Though these figures show tuition fee income from before the fee rise came into effect, there are several indicators that the University is already becoming increasingly reliant on funding from students rather than other sources.

The number of students has risen 50 per cent in the past nine years with the University having an aim of reaching “a critical mass of around 15,000 students”.

Cash flow has reduced by £4.8m, while there was a £2.8m depreciation of capital on last year. As well as the increased debt, the pension scheme still has a £9.7m deficit, despite reducing its liability this year.

In the same year, the number of staff earning £110,000 – £119,999 increased by four. Although the number of staff earning £100,000 – £109,999 has fallen from eleven to nine, the number of staff earning £120,00 – £129,999 has increased from three to five.

A spokesperson for the University commented: “The University’s total borrowing commitment is less than £150m, which is the upper limit set by the Council. We have no plans to exceed this limit. The borrowings have allowed us to construct new buildings and thereby to increase the numbers of students we admit; the additional fee income this generates greatly exceeds the costs of our borrowings.”

The University is currently borrowing at 85 per cent of its upper limit.
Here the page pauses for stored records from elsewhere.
use super::role::Role;
use axum::{http::StatusCode, response::IntoResponse, Json};
use serde_json::json;

pub const LOGIN_REDIRECT: &str = "/login";
pub const HOME_REDIRECT: &str = "/";

#[derive(Debug, Clone, Copy, PartialEq, Eq)]
pub enum Denial {
    NoSession,
    LookupFailed,
    RoleUnresolved,
    RoleMismatch,
}

/// An unresolvable role is denied even when the endpoint requires no role.
pub fn authorize(required: Option<Role>, resolved: Option<Role>) -> Result<(), Denial> {
    let resolved = resolved.ok_or(Denial::RoleUnresolved)?;

    match required {
        None => Ok(()),
        Some(required) if required == resolved => Ok(()),
        Some(_) => Err(Denial::RoleMismatch),
    }
}

#[derive(Debug)]
pub struct Rejection {
    pub denial: Denial,
    pub redirect: &'static str,
}

impl IntoResponse for Rejection {
    fn into_response(self) -> axum::response::Response {
        let (status, message) = match self.denial {
            Denial::NoSession => (StatusCode::UNAUTHORIZED, "Invalid session token"),
            Denial::LookupFailed => (StatusCode::UNAUTHORIZED, "Failed to verify session"),
            Denial::RoleUnresolved => (StatusCode::FORBIDDEN, "No role found for this account"),
            Denial::RoleMismatch => (StatusCode::FORBIDDEN, "Forbidden"),
        };

        (
            status,
            Json(json!({ "error": message, "redirect": self.redirect })),
        )
            .into_response()
    }
}

#[cfg(test)]
mod tests {
    use super::*;

    const ROLES: [Role; 3] = [Role::Chef, Role::Foodie, Role::Admin];

    #[test]
    fn unresolved_roles_are_always_denied() {
        assert_eq!(authorize(None, None), Err(Denial::RoleUnresolved));
        for required in ROLES {
            assert_eq!(authorize(Some(required), None), Err(Denial::RoleUnresolved));
        }
    }

    #[test]
    fn any_role_passes_a_plain_session_gate() {
        for role in ROLES {
            assert_eq!(authorize(None, Some(role)), Ok(()));
        }
    }

    #[test]
    fn only_the_required_role_passes() {
        for required in ROLES {
            for role in ROLES {
                let decision = authorize(Some(required), Some(role));
                if required == role {
                    assert_eq!(decision, Ok(()));
                } else {
                    assert_eq!(decision, Err(Denial::RoleMismatch));
                }
            }
        }
    }

    #[tokio::test]
    async fn rejections_carry_status_and_redirect() {
        let response = Rejection {
            denial: Denial::RoleMismatch,
            redirect: HOME_REDIRECT,
        }
        .into_response();
        assert_eq!(response.status(), StatusCode::FORBIDDEN);

        let body = axum::body::to_bytes(response.into_body(), usize::MAX)
            .await
            .unwrap();
        let body: serde_json::Value = serde_json::from_slice(&body).unwrap();
        assert_eq!(body["redirect"], "/");
        assert_eq!(body["error"], "Forbidden");

        let response = Rejection {
            denial: Denial::LookupFailed,
            redirect: LOGIN_REDIRECT,
        }
        .into_response();
        assert_eq!(response.status(), StatusCode::UNAUTHORIZED);
    }
}
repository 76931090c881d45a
use super::handler;
use crate::types::Context;
use axum::routing::{get, Router};
use std::sync::Arc;

pub fn get_router() -> Router<Arc<Context>> {
    Router::new().route("/", get(handler::handler))
}
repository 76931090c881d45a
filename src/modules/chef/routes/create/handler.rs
use super::{service::service, types::request};
use crate::{modules::auth::middleware::ChefAuth, types::Context};
use axum::{
    extract::{Json, State},
    response::IntoResponse,
};
use std::sync::Arc;

pub async fn handler(
    State(ctx): State<Arc<Context>>,
    auth: ChefAuth,
    Json(body): Json<request::Body>,
) -> impl IntoResponse {
    service(ctx, request::Payload { auth, body }).await
}
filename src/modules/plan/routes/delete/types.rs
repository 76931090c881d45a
pub mod request {
    use crate::modules::auth::middleware::ChefAuth;

    pub struct Payload {
        pub auth: ChefAuth,
        pub id: String,
    }
}

pub mod response {
    use axum::{extract::Json, http::StatusCode, response::IntoResponse};
    use serde_json::json;

    pub enum Success {
        PlanDeleted,
    }

    impl IntoResponse for Success {
        fn into_response(self) -> axum::response::Response {
            match self {
                Self::PlanDeleted => {
                    (StatusCode::OK, Json(json!({ "message": "Menu plan deleted" }))).into_response()
                }
            }
        }
    }

    pub enum Error {
        PlanNotFound,
        NotPlanOwner,
        FailedToDeletePlan,
    }

    impl IntoResponse for Error {
        fn into_response(self) -> axum::response::Response {
            match self {
                Self::PlanNotFound => (
                    StatusCode::NOT_FOUND,
                    Json(json!({ "error": "Menu plan not found" })),
                )
                    .into_response(),
                Self::NotPlanOwner => (
                    StatusCode::FORBIDDEN,
                    Json(json!({ "error": "You can only manage your own plans" })),
                )
                    .into_response(),
                Self::FailedToDeletePlan => (
                    StatusCode::INTERNAL_SERVER_ERROR,
                    Json(json!({ "error": "Failed to delete menu plan" })),
                )
                    .into_response(),
            }
        }
    }

    pub type Response = Result<Success, Error>;
}
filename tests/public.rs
mod common;

use axum::http::StatusCode;
use serde_json::json;

#[tokio::test]
async fn health_check() {
    let (status, body) = common::send(common::get("/api/health", None)).await;

    assert_eq!(status, StatusCode::OK);
    assert_eq!(body["status"], "ok");
}

#[tokio::test]
async fn categories_are_listed_in_order() {
    let (status, body) = common::send(common::get("/api/chefs/categories", None)).await;

    assert_eq!(status, StatusCode::OK);
    assert_eq!(
        body["data"],
        json!(["All", "Swahili", "Vegan", "Keto", "Grill", "Pastry", "Healthy"])
    );
}

#[tokio::test]
async fn sign_up_validates_before_touching_the_database() {
    let request = common::json(
        "POST",
        "/api/auth/sign-up/chef",
        None,
        json!({ "email": "not-an-email", "password": "12345", "full_name": "  " }),
    );

    let (status, body) = common::send(request).await;

    assert_eq!(status, StatusCode::BAD_REQUEST);
    assert_eq!(body["errors"]["email"][0]["code"], "INVALID_EMAIL");
    assert_eq!(body["errors"]["password"][0]["code"], "INVALID_PASSWORD");
    assert_eq!(body["errors"]["full_name"][0]["code"], "INVALID_FULL_NAME");
}

#[tokio::test]
async fn waitlist_rejects_bad_emails() {
    let request = common::json(
        "POST",
        "/api/waitlist",
        None,
        json!({ "email": "nope", "type": "chef" }),
    );

    let (status, body) = common::send(request).await;

    assert_eq!(status, StatusCode::BAD_REQUEST);
    assert_eq!(body["errors"]["email"][0]["code"], "INVALID_EMAIL");
}

#[tokio::test]
async fn waitlist_only_knows_users_and_chefs() {
    let request = common::json(
        "POST",
        "/api/waitlist",
        None,
        json!({ "email": "wanjiru@qavaeat.test", "type": "investor" }),
    );

    let (status, _) = common::send(request).await;

    assert_eq!(status, StatusCode::UNPROCESSABLE_ENTITY);
}

#[tokio::test]
async fn database_outage_surfaces_as_a_json_error() {
    let (status, body) = common::send(common::get("/api/chefs?search=mombasa", None)).await;

    assert_eq!(status, StatusCode::INTERNAL_SERVER_ERROR);
    assert_eq!(body["error"], "Failed to fetch kitchens");
}

#[tokio::test]
async fn unknown_routes_are_not_found() {
    let (status, _) = common::send(common::get("/api/kitchens", None)).await;

    assert_eq!(status, StatusCode::NOT_FOUND);
}
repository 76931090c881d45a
use super::handler;
use crate::types::Context;
use axum::routing::{get, Router};
use std::sync::Arc;

pub fn get_router() -> Router<Arc<Context>> {
    Router::new().route("/session", get(handler::handler))
}
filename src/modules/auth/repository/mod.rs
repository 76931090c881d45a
pub mod account;
pub mod session;
pub mod request {
    use crate::{modules::auth::middleware::ChefAuth, utils::validation};
    use serde::Deserialize;
    use validator::Validate;

    #[derive(Deserialize, Validate)]
    pub struct Body {
        #[validate(length(min = 1, code = "INVALID_BUSINESS_NAME", message = "Business name cannot be empty"))]
        pub business_name: Option<String>,
        pub bio: Option<String>,
        #[validate(length(min = 1, code = "INVALID_LOCATION", message = "Location cannot be empty"))]
        pub location: Option<String>,
        #[validate(custom(
            code = "INVALID_PHONE_NUMBER",
            function = "validation::validate_phone_number"
        ))]
        pub phone: Option<String>,
    }

    pub struct Payload {
        pub auth: ChefAuth,
        pub body: Body,
    }
}

pub mod response {
    use crate::{modules::chef::repository::Chef, utils::validation};
    use axum::{extract::Json, http::StatusCode, response::IntoResponse};
    use serde_json::json;
    use validator::ValidationErrors;

    pub enum Success {
        ChefUpdated(Chef),
    }

    impl IntoResponse for Success {
        fn into_response(self) -> axum::response::Response {
            match self {
                Self::ChefUpdated(chef) => (
                    StatusCode::OK,
                    Json(json!({ "message": "Kitchen profile updated", "data": chef })),
                )
                    .into_response(),
            }
        }
    }

    pub enum Error {
        FailedToValidate(ValidationErrors),
        ChefNotOnboarded,
        FailedToUpdateChef,
    }

    impl IntoResponse for Error {
        fn into_response(self) -> axum::response::Response {
            match self {
                Self::FailedToValidate(errors) => validation::into_response(errors).into_response(),
                Self::ChefNotOnboarded => (
                    StatusCode::NOT_FOUND,
                    Json(json!({ "error": "Kitchen profile not created" })),
                )
                    .into_response(),
                Self::FailedToUpdateChef => (
                    StatusCode::INTERNAL_SERVER_ERROR,
                    Json(json!({ "error": "Failed to update kitchen profile" })),
                )
                    .into_response(),
            }
        }
    }

    pub type Response = Result<Success, Error>;
}
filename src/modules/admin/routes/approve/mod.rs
mod handler;
mod router;
mod service;
mod types;

pub use router::get_router;
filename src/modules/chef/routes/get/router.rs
use super::handler;
use crate::types::Context;
use axum::routing::{get, Router};
use std::sync::Arc;

pub fn get_router() -> Router<Arc<Context>> {
    Router::new().route("/:id", get(handler::handler))
}
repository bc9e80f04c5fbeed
//! Convex hull of a point set.
//!
//! Used to check triangulation boundaries: a Delaunay triangulation covers
//! exactly the convex hull of its points, so every boundary edge must lie on
//! it and the triangle count follows from the number of hull points.
//!
//! # Example
//!
//! ```
//! use delaunay2d::hull::convex_hull_indices;
//! use delaunay2d::Point2;
//!
//! let points: Vec<Point2<f64>> = vec![
//!     Point2::new(0.0, 0.0),
//!     Point2::new(1.0, 0.0),
//!     Point2::new(0.5, 0.5), // Interior point
//!     Point2::new(1.0, 1.0),
//!     Point2::new(0.0, 1.0),
//! ];
//!
//! let hull = convex_hull_indices(&points, 0.0);
//!
//! assert_eq!(hull.len(), 4);
//! assert!(!hull.contains(&2));
//! ```

use crate::primitives::Point2;
use num_traits::Float;
use std::cmp::Ordering;

/// Computes the convex hull using Andrew's monotone chain algorithm.
///
/// Returns indices into `points` in counter-clockwise order, starting from the
/// lowest-x point. Points within `eps` of a hull edge (measured as the cross
/// product of the turn) are dropped, so only corners are returned.
///
/// # Complexity
///
/// - Time: O(n log n) due to sorting
/// - Space: O(n)
pub fn convex_hull_indices<F: Float>(points: &[Point2<F>], eps: F) -> Vec<usize> {
    if points.len() < 3 {
        return (0..points.len()).collect();
    }

    let mut order: Vec<usize> = (0..points.len()).collect();
    order.sort_by(|&i, &j| {
        let (a, b) = (points[i], points[j]);
        a.x.partial_cmp(&b.x)
            .unwrap_or(Ordering::Equal)
            .then_with(|| a.y.partial_cmp(&b.y).unwrap_or(Ordering::Equal))
    });

    let mut lower: Vec<usize> = Vec::new();
    for &i in &order {
        while lower.len() >= 2
            && turn(points, lower[lower.len() - 2], lower[lower.len() - 1], i) <= eps
        {
            lower.pop();
        }
        lower.push(i);
    }

    let mut upper: Vec<usize> = Vec::new();
    for &i in order.iter().rev() {
        while upper.len() >= 2
            && turn(points, upper[upper.len() - 2], upper[upper.len() - 1], i) <= eps
        {
            upper.pop();
        }
        upper.push(i);
    }

    // Endpoints are shared between the chains.
    lower.pop();
    upper.pop();

    lower.extend(upper);
    lower
}

/// Counts the points that lie on the boundary of a convex hull.
///
/// `hull` holds vertex indices as returned by [`convex_hull_indices`]. A point
/// is on the boundary when its distance to some hull edge is at most `eps`.
/// Hull corners are always counted.
pub fn hull_boundary_count<F: Float>(points: &[Point2<F>], hull: &[usize], eps: F) -> usize {
    if hull.len() < 2 {
        return hull.len();
    }

    let eps_sq = eps * eps;
    points
        .iter()
        .filter(|&&p| {
            (0..hull.len()).any(|k| {
                let a = points[hull[k]];
                let b = points[hull[(k + 1) % hull.len()]];
                segment_distance_squared(a, b, p) <= eps_sq
            })
        })
        .count()
}

/// Cross product of `(a - o)` and `(b - o)`; positive for a left turn.
fn turn<F: Float>(points: &[Point2<F>], o: usize, a: usize, b: usize) -> F {
    (points[a] - points[o]).cross(points[b] - points[o])
}

fn segment_distance_squared<F: Float>(a: Point2<F>, b: Point2<F>, p: Point2<F>) -> F {
    let ab = b - a;
    let len_sq = ab.magnitude_squared();
    if len_sq <= F::zero() {
        return a.distance_squared(p);
    }
    let t = ((p - a).dot(ab) / len_sq).max(F::zero()).min(F::one());
    let closest = a + ab * t;
    closest.distance_squared(p)
}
But the spokesperson added, “The University’s overall financial position is very strong, as shown by the substantial year-on-year operating cash surpluses we generate. These allow us to reinvest in new facilities for teaching and research.”
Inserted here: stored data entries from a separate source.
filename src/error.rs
//! Error types for triangulation operations.

use thiserror::Error;

/// Errors that can occur while building a triangulation.
#[derive(Debug, Clone, PartialEq, Error)]
pub enum DelaunayError {
    /// The point set has no points.
    #[error("empty input: at least one point is required")]
    EmptyInput,

    /// The triangle is degenerate and has no usable circumcenter.
    #[error("coincident points: triangle has no circumcenter")]
    CoincidentPoints,

    /// A configuration value is out of range.
    #[error("invalid parameter `{name}`: {value}")]
    InvalidParameter {
        /// Name of the offending parameter.
        name: &'static str,
        /// The rejected value, as `f64`.
        value: f64,
    },
}

/// Result type for triangulation operations.
pub type DelaunayResult<T> = std::result::Result<T, DelaunayError>;
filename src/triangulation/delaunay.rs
//! Delaunay triangulation by incremental insertion (Bowyer-Watson).
//!
//! Delaunay triangulation maximizes the minimum angle of all triangles,
//! avoiding skinny triangles when possible. It has the property that no
//! point lies inside the circumcircle of any triangle.
//!
//! # Algorithm
//!
//! 1. Sort the points by ascending x and seed the mesh with a super-triangle
//! 2. For each point, remove every triangle whose circumcircle contains it and
//!    connect the boundary of the resulting cavity to the point
//! 3. Remove triangles connected to the super-triangle vertices
//!
//! Because points arrive in x order, a triangle whose circumcircle lies
//! entirely left of the current point can never be hit again. Such triangles
//! are marked done and skipped by later steps.
//!
//! # Complexity
//!
//! - Time: O(n²) worst case, close to O(n) per step for typical inputs
//! - Space: O(n)
//!
//! # Example
//!
//! ```
//! use delaunay2d::triangulation::delaunay_triangulation;
//! use delaunay2d::Point2;
//!
//! let mut points: Vec<Point2<f64>> = vec![
//!     Point2::new(1.0, 0.0),
//!     Point2::new(0.0, 0.0),
//!     Point2::new(0.5, 1.0),
//!     Point2::new(0.5, 0.3),
//! ];
//!
//! let triangles = delaunay_triangulation(&mut points)?;
//! assert_eq!(triangles.len(), 3);
//!
//! // Indices refer to the slice after sorting by x.
//! assert!(points.windows(2).all(|w| w[0].x <= w[1].x));
//! for tri in &triangles {
//!     assert!(tri.indices().iter().all(|&i| i < points.len()));
//! }
//! # Ok::<(), delaunay2d::DelaunayError>(())
//! ```

use super::{DelaunayParams, EdgeBuffer, SuperTriangle, Triangle, Triangulation};
use crate::error::{DelaunayError, DelaunayResult};
use crate::primitives::{Point2, Triangle2};
use num_traits::Float;
use tracing::{debug, trace, warn};

/// A triangle still in the working set, with its done flag.
#[derive(Debug, Clone, Copy)]
struct ActiveTriangle {
    triangle: Triangle,
    done: bool,
}

impl ActiveTriangle {
    #[inline]
    fn open(triangle: Triangle) -> Self {
        Self {
            triangle,
            done: false,
        }
    }
}

/// Computes the Delaunay triangulation of `points`, sorting them in place.
///
/// `points` is reordered by ascending x (unstable for equal x) and the returned
/// triangles index into that sorted order, not the caller's original order.
/// Use [`triangulate`] to keep the input untouched.
///
/// Triangles are clockwise. A single point, or a fully collinear set, yields
/// no triangles.
///
/// With default parameters the super-triangle is only twice the input's
/// extent, and triangles near the convex hull can be missing from the result.
/// Raise [`DelaunayParams::super_triangle_scale`] (e.g.
/// `with_super_triangle_scale(1000.0)`) when the full convex triangulation is
/// needed. [`DelaunayParams::epsilon`] is an absolute tolerance on squared
/// distances; inputs far from unit scale need it scaled to match.
///
/// # Errors
///
/// Returns [`DelaunayError::EmptyInput`] if `points` is empty. Degenerate
/// triangles met along the way never fail the call.
pub fn delaunay_triangulation<F: Float>(points: &mut [Point2<F>]) -> DelaunayResult<Vec<Triangle>> {
    delaunay_triangulation_with_params(points, &DelaunayParams::default())
}

/// Like [`delaunay_triangulation`], with explicit parameters.
///
/// # Errors
///
/// Returns [`DelaunayError::InvalidParameter`] if `params` fails validation,
/// or [`DelaunayError::EmptyInput`] if `points` is empty.
pub fn delaunay_triangulation_with_params<F: Float>(
    points: &mut [Point2<F>],
    params: &DelaunayParams<F>,
) -> DelaunayResult<Vec<Triangle>> {
    params.validate()?;
    if points.is_empty() {
        return Err(DelaunayError::EmptyInput);
    }

    points.sort_unstable_by(Point2::cmp_x);

    let super_triangle = SuperTriangle::enclosing_with_params(points, params)?;

    // Squared circumradii are of order k²; an epsilon near that swallows the test.
    let k = super_triangle.half_extent;
    if params.epsilon * F::from(1e6).unwrap_or_else(F::max_value) > k * k {
        warn!(
            "Epsilon {} is large for a super-triangle half-extent of {}; scale epsilon to the input",
            params.epsilon.to_f64().unwrap_or(f64::NAN),
            k.to_f64().unwrap_or(f64::NAN)
        );
    }

    Ok(insert_points(points, &super_triangle, params))
}

/// Computes the Delaunay triangulation of an owned point set.
///
/// Returns the points sorted by x together with the triangles indexing them.
///
/// The same parameter caveats as [`delaunay_triangulation`] apply: the default
/// super-triangle can drop triangles near the hull, and the default epsilon
/// assumes coordinates of order one.
///
/// # Errors
///
/// Returns [`DelaunayError::EmptyInput`] if `points` is empty.
///
/// # Example
///
/// ```
/// use delaunay2d::triangulation::triangulate;
/// use delaunay2d::Point2;
///
/// let points = vec![
///     Point2::new(0.0_f64, 0.0),
///     Point2::new(4.0, 0.0),
///     Point2::new(4.0, 4.0),
///     Point2::new(0.0, 4.0),
/// ];
///
/// let mesh = triangulate(points)?;
/// assert_eq!(mesh.len(), 2);
/// assert_eq!(mesh.boundary_edges().len(), 4);
/// assert!(mesh.is_delaunay(1e-9));
/// # Ok::<(), delaunay2d::DelaunayError>(())
/// ```
pub fn triangulate<F: Float>(points: Vec<Point2<F>>) -> DelaunayResult<Triangulation<F>> {
    triangulate_with_params(points, &DelaunayParams::default())
}

/// Like [`triangulate`], with explicit parameters.
///
/// # Errors
///
/// Returns [`DelaunayError::InvalidParameter`] if `params` fails validation,
/// or [`DelaunayError::EmptyInput`] if `points` is empty.
pub fn triangulate_with_params<F: Float>(
    mut points: Vec<Point2<F>>,
    params: &DelaunayParams<F>,
) -> DelaunayResult<Triangulation<F>> {
    let triangles = delaunay_triangulation_with_params(&mut points, params)?;
    Ok(Triangulation::from_parts(points, triangles))
}

/// Inserts x-sorted `points` one at a time into the super-triangle mesh.
fn insert_points<F: Float>(
    points: &[Point2<F>],
    super_triangle: &SuperTriangle<F>,
    params: &DelaunayParams<F>,
) -> Vec<Triangle> {
    let n = points.len();
    let vertex = |i: usize| -> Point2<F> {
        if i < n {
            points[i]
        } else {
            super_triangle.vertices[i - n]
        }
    };

    debug!(
        "Triangulating {} points, super-triangle half-extent {}",
        n,
        super_triangle.half_extent.to_f64().unwrap_or(f64::NAN)
    );

    let mut active: Vec<ActiveTriangle> = Vec::with_capacity(2 * n + 1);
    active.push(ActiveTriangle::open(Triangle::new(n, n + 1, n + 2)));

    let mut cavity = EdgeBuffer::with_capacity(32);
    let mut degenerate = 0usize;

    for (i, &p) in points.iter().enumerate() {
        cavity.clear();

        let mut j = 0;
        while j < active.len() {
            if active[j].done {
                j += 1;
                continue;
            }

            let t = active[j].triangle;
            let geometry = Triangle2::new(vertex(t.a), vertex(t.b), vertex(t.c));

            match geometry.in_circumcircle(p, params.epsilon) {
                Ok(test) if test.inside => {
                    cavity.push_triangle(t);
                    // The swapped-in triangle lands at `j` and is examined next.
                    active.swap_remove(j);
                    continue;
                }
                Ok(test) => active[j].done = test.done,
                Err(_) => {
                    trace!("Closing degenerate triangle {:?} at point {}", t, i);
                    active[j].done = true;
                    degenerate += 1;
                }
            }
            j += 1;
        }

        let removed = cavity.len() / 3;
        cavity.cancel_shared(params.edge_cancellation);

        trace!(
            "Point {}: removed {} triangles, {} boundary edges",
            i,
            removed,
            cavity.len()
        );

        active.extend(
            cavity
                .edges()
                .iter()
                .map(|e| ActiveTriangle::open(Triangle::new(e.from, e.to, i))),
        );
    }

    let candidates = active.len();
    let triangles: Vec<Triangle> = active
        .into_iter()
        .map(|slot| slot.triangle)
        .filter(|t| !t.references_at_least(n))
        .collect();

    if degenerate > 0 {
        warn!(
            "Closed {} degenerate triangles during insertion; mesh may be imperfect",
            degenerate
        );
    }
    debug!(
        "Triangulation complete: {} triangles ({} discarded with super-triangle vertices, {} degenerate closed)",
        triangles.len(),
        candidates - triangles.len(),
        degenerate
    );

    triangles
}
On research income they commented: “Total research grant income was down in 2011-12, as the funds available to major national grant-giving bodies (such as the government-funded research councils) reduced. However, we are on course for a rise in research grant income in 2012-13. Researchers are increasingly focusing on larger grant applications, often in collaboration with colleagues from other disciplines and other universities.”

Kallum Taylor, YUSU President, commented: “With HE (Higher Education) in very unpredictable territory, it’s obvious that the University should air on the side of caution. Expanding too fast or investing too heavily into services could hurt students here in the long run.”

He added that the University needed to spend in the right places: “However, it is still important for us to be ahead of the curve and spend smartly into areas that will keep pushing our University up as a key world player.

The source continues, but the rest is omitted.